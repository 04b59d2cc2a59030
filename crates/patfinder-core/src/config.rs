//! Configuration management for Patfinder.
//!
//! Provides TOML-based configuration with XDG-compliant paths and
//! environment variable overrides. Credentials are never written to the
//! config file; they are injected from the environment at load time.

use crate::error::{ConfigError, ConfigResult};
use directories::ProjectDirs;
use serde::{Deserialize, Serialize};
use std::fs;
use std::path::PathBuf;

/// Main application configuration.
///
/// This is loaded from `~/.config/patfinder/config.toml` (or platform
/// equivalent). If the file doesn't exist, default values are used.
#[derive(Debug, Clone, Default, Serialize, Deserialize)]
#[serde(default)]
pub struct AppConfig {
    /// Search provider settings
    pub search: SearchConfig,
    /// Publication discovery settings
    pub discovery: DiscoveryConfig,
    /// Compound lookup settings
    pub chem: ChemConfig,
    /// Family navigation settings
    pub navigation: NavigationConfig,
    /// Patent office backup settings
    pub office: OfficeConfig,
    /// National registry settings
    pub registry: RegistryConfig,
    /// Retry behavior settings
    pub retry: RetryConfig,
    /// Result cache settings
    pub cache: CacheConfig,
}

impl AppConfig {
    /// Load configuration from disk, falling back to defaults if not found.
    ///
    /// # Errors
    /// Returns error if:
    /// - Config directory cannot be determined
    /// - File exists but cannot be read
    /// - File contents are not valid TOML
    pub fn load() -> ConfigResult<Self> {
        let config_path = Self::config_path()?;

        if config_path.exists() {
            tracing::debug!("Loading config from {}", config_path.display());
            let contents = fs::read_to_string(&config_path)?;
            let config = toml::from_str(&contents)?;
            Ok(config)
        } else {
            tracing::debug!("Config file not found, using defaults");
            Ok(Self::default())
        }
    }

    /// Load configuration with environment variable overrides.
    ///
    /// Supports the following environment variables:
    /// - `PATFINDER_SERPAPI_KEY`: search provider API key
    /// - `PATFINDER_OFFICE_KEY`: patent office consumer key
    /// - `PATFINDER_OFFICE_SECRET`: patent office consumer secret
    /// - `PATFINDER_REGISTRY_URL`: national registry base URL
    pub fn load_with_env() -> ConfigResult<Self> {
        let mut config = Self::load()?;

        // Override from environment
        if let Ok(val) = std::env::var("PATFINDER_SERPAPI_KEY") {
            config.search.api_key = Some(val);
            tracing::debug!("Override search.api_key from env");
        }

        if let Ok(val) = std::env::var("PATFINDER_OFFICE_KEY") {
            config.office.consumer_key = Some(val);
            tracing::debug!("Override office.consumer_key from env");
        }

        if let Ok(val) = std::env::var("PATFINDER_OFFICE_SECRET") {
            config.office.consumer_secret = Some(val);
            tracing::debug!("Override office.consumer_secret from env");
        }

        if let Ok(val) = std::env::var("PATFINDER_REGISTRY_URL") {
            tracing::debug!("Override registry.base_url from env: {}", val);
            config.registry.base_url = Some(val);
        }

        Ok(config)
    }

    /// Save configuration to disk.
    ///
    /// Creates the config directory if it doesn't exist. Credential fields
    /// are skipped during serialization and never land on disk.
    pub fn save(&self) -> ConfigResult<()> {
        let config_path = Self::config_path()?;
        let config_dir = config_path
            .parent()
            .ok_or_else(|| ConfigError::InvalidValue {
                field: "config_path".to_string(),
                reason: "no parent directory".to_string(),
            })?;

        fs::create_dir_all(config_dir)?;
        tracing::debug!("Saving config to {}", config_path.display());

        let contents = toml::to_string_pretty(self)?;
        fs::write(config_path, contents)?;
        Ok(())
    }

    /// Get the path to the configuration file.
    ///
    /// Uses XDG base directories: `~/.config/patfinder/config.toml`
    pub fn config_path() -> ConfigResult<PathBuf> {
        let dirs =
            ProjectDirs::from("io", "patfinder", "patfinder").ok_or(ConfigError::NoConfigDir)?;
        Ok(dirs.config_dir().join("config.toml"))
    }
}

/// Search provider (SerpApi-compatible) settings.
#[derive(Debug, Clone, Serialize, Deserialize)]
#[serde(default)]
pub struct SearchConfig {
    /// Base URL of the JSON search endpoint
    pub base_url: String,
    /// API key, injected from `PATFINDER_SERPAPI_KEY`
    #[serde(skip)]
    pub api_key: Option<String>,
    /// Timeout for standard provider requests, in seconds
    pub timeout_secs: u64,
    /// Timeout for heavyweight continuation fetches, in seconds
    pub long_timeout_secs: u64,
    /// URL used by the direct web-search fallback
    pub web_search_url: String,
    /// Timeout for direct web-search requests, in seconds
    pub web_timeout_secs: u64,
    /// User agent sent with direct web-search requests
    pub user_agent: String,
    /// Number of results requested per provider query
    pub result_count: u32,
}

impl Default for SearchConfig {
    fn default() -> Self {
        Self {
            base_url: "https://serpapi.com/search.json".to_string(),
            api_key: None,
            timeout_secs: 60,
            long_timeout_secs: 120,
            web_search_url: "https://www.google.com/search".to_string(),
            web_timeout_secs: 30,
            user_agent: "Mozilla/5.0 (Windows NT 10.0; Win64; x64) AppleWebKit/537.36"
                .to_string(),
            result_count: 20,
        }
    }
}

/// Settings controlling the publication discovery stage.
#[derive(Debug, Clone, Serialize, Deserialize)]
#[serde(default)]
pub struct DiscoveryConfig {
    /// Publication years combined with the molecule name in banded queries
    pub years: Vec<u16>,
    /// Assignee names combined with the molecule name
    pub assignees: Vec<String>,
    /// How many development codes from the profile are queried
    pub max_dev_code_queries: usize,
    /// How many IUPAC names from the profile are queried
    pub max_iupac_queries: usize,
    /// Whether a registry-number query is issued when the profile has one
    pub include_cas_query: bool,
    /// Hard cap on the total number of discovery queries per run
    pub max_queries: usize,
    /// Pause between consecutive discovery queries, in milliseconds
    pub delay_between_queries_ms: u64,
    /// Strategies tried in order for each query until one yields results
    pub strategy_order: Vec<StrategyKind>,
}

impl Default for DiscoveryConfig {
    fn default() -> Self {
        Self {
            years: vec![2011, 2016, 2018, 2019, 2020, 2021, 2022, 2023, 2024],
            assignees: vec![
                "Orion Corporation".to_string(),
                "Bayer".to_string(),
                "Takeda".to_string(),
                "Novartis".to_string(),
                "Pfizer".to_string(),
            ],
            max_dev_code_queries: 3,
            max_iupac_queries: 2,
            include_cas_query: true,
            max_queries: 30,
            delay_between_queries_ms: 800,
            strategy_order: vec![StrategyKind::Provider, StrategyKind::DirectFetch],
        }
    }
}

/// Discovery strategy identifiers, in the order they appear in
/// [`DiscoveryConfig::strategy_order`].
#[derive(Debug, Clone, Copy, PartialEq, Eq, Hash, Serialize, Deserialize)]
#[serde(rename_all = "snake_case")]
pub enum StrategyKind {
    /// Query the structured search provider
    Provider,
    /// Fetch a web search results page directly and scan the raw body
    DirectFetch,
}

impl StrategyKind {
    /// Stable identifier used in per-strategy statistics.
    #[must_use]
    pub fn id(self) -> &'static str {
        match self {
            Self::Provider => "provider",
            Self::DirectFetch => "direct_fetch",
        }
    }
}

/// Compound lookup (PubChem-compatible) settings.
#[derive(Debug, Clone, Serialize, Deserialize)]
#[serde(default)]
pub struct ChemConfig {
    /// Base URL of the compound synonym service
    pub base_url: String,
    /// Request timeout, in seconds
    pub timeout_secs: u64,
    /// Maximum development codes kept in a profile
    pub max_dev_codes: usize,
    /// Maximum IUPAC names kept in a profile
    pub max_iupac_names: usize,
    /// Maximum synonyms kept in a profile
    pub max_synonyms: usize,
    /// Synonyms longer than this are not kept in the synonym list
    pub max_synonym_length: usize,
}

impl Default for ChemConfig {
    fn default() -> Self {
        Self {
            base_url: "https://pubchem.ncbi.nlm.nih.gov/rest/pug".to_string(),
            timeout_secs: 30,
            max_dev_codes: 15,
            max_iupac_names: 5,
            max_synonyms: 50,
            max_synonym_length: 50,
        }
    }
}

/// Settings controlling family navigation and detail fetching.
#[derive(Debug, Clone, Serialize, Deserialize)]
#[serde(default)]
pub struct NavigationConfig {
    /// How many discovered publications are navigated per run
    pub max_families: usize,
    /// Hard cap on bibliographic detail fetches per run
    pub max_details: usize,
    /// Pause between consecutive family navigations, in milliseconds
    pub delay_between_families_ms: u64,
    /// Pause between consecutive detail fetches, in milliseconds
    pub delay_between_details_ms: u64,
    /// Abstracts are truncated to this many characters
    pub abstract_max_len: usize,
    /// Jurisdiction whose filings are collected and detail-fetched
    pub target_jurisdiction: String,
    /// Minimum length of a normalized filing identifier
    pub min_filing_length: usize,
    /// Whether filings outside the target jurisdiction are kept on records
    pub keep_other_jurisdictions: bool,
}

impl Default for NavigationConfig {
    fn default() -> Self {
        Self {
            max_families: 5,
            max_details: 20,
            delay_between_families_ms: 1500,
            delay_between_details_ms: 500,
            abstract_max_len: 300,
            target_jurisdiction: "BR".to_string(),
            min_filing_length: 12,
            keep_other_jurisdictions: true,
        }
    }
}

/// Patent office (OPS-compatible) backup search settings.
#[derive(Debug, Clone, Serialize, Deserialize)]
#[serde(default)]
pub struct OfficeConfig {
    /// Base URL of the patent office API
    pub base_url: String,
    /// OAuth consumer key, injected from `PATFINDER_OFFICE_KEY`
    #[serde(skip)]
    pub consumer_key: Option<String>,
    /// OAuth consumer secret, injected from `PATFINDER_OFFICE_SECRET`
    #[serde(skip)]
    pub consumer_secret: Option<String>,
    /// Access token lifetime, in seconds
    pub token_ttl_secs: u64,
    /// Backup search runs when fewer filings than this were found
    pub backup_threshold: usize,
    /// How many publications are searched during backup
    pub max_families: usize,
    /// Pause between consecutive office requests, in milliseconds
    pub delay_between_requests_ms: u64,
    /// Request timeout, in seconds
    pub timeout_secs: u64,
}

impl Default for OfficeConfig {
    fn default() -> Self {
        Self {
            base_url: "https://ops.epo.org/3.2".to_string(),
            consumer_key: None,
            consumer_secret: None,
            token_ttl_secs: 900,
            backup_threshold: 5,
            max_families: 5,
            delay_between_requests_ms: 500,
            timeout_secs: 60,
        }
    }
}

/// National registry deep-search settings.
#[derive(Debug, Clone, Serialize, Deserialize)]
#[serde(default)]
pub struct RegistryConfig {
    /// Base URL of the registry search endpoint; deep search is skipped
    /// when unset
    pub base_url: Option<String>,
    /// Request timeout, in seconds
    pub timeout_secs: u64,
    /// Pause between consecutive registry queries, in milliseconds
    pub delay_between_queries_ms: u64,
    /// Hard cap on registry queries per run
    pub max_queries: usize,
    /// How many development codes contribute query variants
    pub max_dev_codes: usize,
}

impl Default for RegistryConfig {
    fn default() -> Self {
        Self {
            base_url: None,
            timeout_secs: 90,
            delay_between_queries_ms: 1500,
            max_queries: 20,
            max_dev_codes: 10,
        }
    }
}

/// Retry behavior for transient failures.
#[derive(Debug, Clone, Serialize, Deserialize)]
#[serde(default)]
pub struct RetryConfig {
    /// Maximum attempts per operation (first try included)
    pub max_attempts: u32,
    /// Base of the exponential backoff, in seconds
    pub delay_base_secs: f64,
    /// Backoff multiplier applied when the failure was a rate limit
    pub rate_limit_multiplier: u32,
}

impl Default for RetryConfig {
    fn default() -> Self {
        Self {
            max_attempts: 3,
            delay_base_secs: 2.0,
            rate_limit_multiplier: 3,
        }
    }
}

/// Result cache settings.
#[derive(Debug, Clone, Serialize, Deserialize)]
#[serde(default)]
pub struct CacheConfig {
    /// How long completed results are served from cache, in seconds.
    /// Zero effectively disables the cache.
    pub result_ttl_secs: u64,
}

impl Default for CacheConfig {
    fn default() -> Self {
        Self {
            result_ttl_secs: 3600,
        }
    }
}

**WORK ITEM**
From the entries, copy every line in which the string "display" can be found.

**RESULT OF THE EXERCISE**
            tracing::debug!("Loading config from {}", config_path.display());
        tracing::debug!("Saving config to {}", config_path.display());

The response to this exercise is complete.